Gut 30€ mehr als noch vor 2Monaten.


----------



## ThomasGoe69 (6. November 2012)

*AW: Corsair stellt mit Hydro H100i und H80i neue Komplettwasserkühlungen vor*



Cuddleman schrieb:


> Die noch erhältlichen H100, haben jetzt auch schon den Preis von 120 in Euro erreicht!
> 
> Gut 30€ mehr als noch vor 2Monaten.



Wie kommst du darauf ?  
Corsair Hydro Series H100 (Sockel 775/1155/1156/1366/2011/AM2/AM2+/AM3) (CWCH100)

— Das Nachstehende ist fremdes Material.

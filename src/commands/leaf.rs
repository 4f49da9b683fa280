//! Illustrative leaf commands (SPEC_FULL.md §3.8). Each handler follows the
//! teacher's `tools::*::execute(args) -> Result<String>` shape, generalized
//! from JSON tool-call args to plain CLI args.
use crate::error::{Result, ToolboxError};

pub fn echo(args: &[String]) -> Result<String> {
    Ok(args.join(" "))
}

pub fn pwd() -> Result<String> {
    let cwd = std::env::current_dir()?;
    Ok(cwd.display().to_string())
}

pub fn whoami() -> Result<String> {
    for var in ["USER", "USERNAME", "LOGNAME"] {
        if let Ok(name) = std::env::var(var) {
            if !name.is_empty() {
                return Ok(name);
            }
        }
    }
    Err(ToolboxError::Unsupported(
        "could not determine the current user from the environment".to_string(),
    ))
}

pub fn uname() -> Result<String> {
    Ok(format!("{} {}", std::env::consts::OS, std::env::consts::ARCH))
}

pub fn realpath(path: &str) -> Result<String> {
    let canonical = std::path::Path::new(path)
        .canonicalize()
        .map_err(|_| ToolboxError::NotFound(path.to_string()))?;
    Ok(canonical.display().to_string())
}

#[cfg(test)]
mod tests {
    use super::*;

    #[test]
    fn echo_joins_args_with_spaces() {
        assert_eq!(echo(&["hello".to_string(), "world".to_string()]).unwrap(), "hello world");
    }

    #[test]
    fn pwd_matches_current_dir() {
        assert_eq!(pwd().unwrap(), std::env::current_dir().unwrap().display().to_string());
    }

    #[test]
    fn realpath_rejects_missing_path() {
        assert!(realpath("/definitely/not/a/real/path/xyz").is_err());
    }

    #[test]
    fn realpath_resolves_existing_path() {
        let dir = tempfile::tempdir().unwrap();
        let resolved = realpath(dir.path().to_str().unwrap()).unwrap();
        assert_eq!(resolved, dir.path().canonicalize().unwrap().display().to_string());
    }
}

Bin auch auf Tests gespannt...auch wenn ich mehr nach dem Eisberg schiele..


----------



## Andrej (6. November 2012)

*AW: Corsair stellt mit Hydro H100i und H80i neue Komplettwasserkühlungen vor*



ThomasGoe69 schrieb:


> Wie kommst du darauf ?
> Corsair Hydro Series H100 (Sockel 775/1155/1156/1366/2011/AM2/AM2+/AM3) (CWCH100)



z.B.als der Kühler herauskam hat er bei Mindfactory noch 87€ gekostet und nun 120€


----------



## Hagal (6. November 2012)

*AW: Corsair stellt mit Hydro H100i und H80i neue Komplettwasserkühlungen vor*

Ganz einfach weil AiO-Waküs sich immer besser Verkaufen, wo viel Nachfrage ist kann der Preis auch mal Steigen.

mfg


----------



## ct5010 (6. November 2012)

*AW: Corsair stellt mit Hydro H100i und H80i neue Komplettwasserkühlungen vor*



lol2k schrieb:


> Würde mich über einen Test freuen!
> Den H100 habe ich seit über einem Jahr verbaut und bin zufrieden! Bin gespannt ob Corsair deutlich bessere Werte erreicht mit dem neuen Modell!


 
Jep, ich würde mich über einen Test natürlich auch sehr freuen, ist ja ein sehr interessantes Produkt. Mal schauen, wie sich der H100i jetzt gegen die großen Luftkühler wie Silver Arrow SB-E und BQT DRP2 schlägt 

Schade aber, dass sie nicht auch schon langsam auf größere Radis (140/280) setzen, würde alles noch einmal verfeinern, aber ich denke, auch so wird sich die AiO-WaKü recht gut schlagen, wenn man bedenkt, dass sozusagen leichte Abwandlungen der im Handel erhältlichen Corsair SP120-Lüfter zu finden sind.


----------



## DannyL (6. November 2012)

*AW: Corsair stellt mit Hydro H100i und H80i neue Komplettwasserkühlungen vor*

ich werde mir sicher nun die H100i zusammen mit dem Shinobi XL holen, hatte ja schon die H100 im Auge


----------



## MasterSax (6. November 2012)

*AW: Corsair stellt mit Hydro H100i und H80i neue Komplettwasserkühlungen vor*

Hoffe es gibt da keine Pumpen geräusche mehr oder rattern ... wie bei meiner H100


----------



## Cuddleman (6. November 2012)

*AW: Corsair stellt mit Hydro H100i und H80i neue Komplettwasserkühlungen vor*



ThomasGoe69 schrieb:


> Wie kommst du darauf ?
> Corsair Hydro Series H100 (Sockel 775/1155/1156/1366/2011/AM2/AM2+/AM3) (CWCH100)
> 
> Bin auch auf Tests gespannt...auch wenn ich mehr nach dem Eisberg schiele..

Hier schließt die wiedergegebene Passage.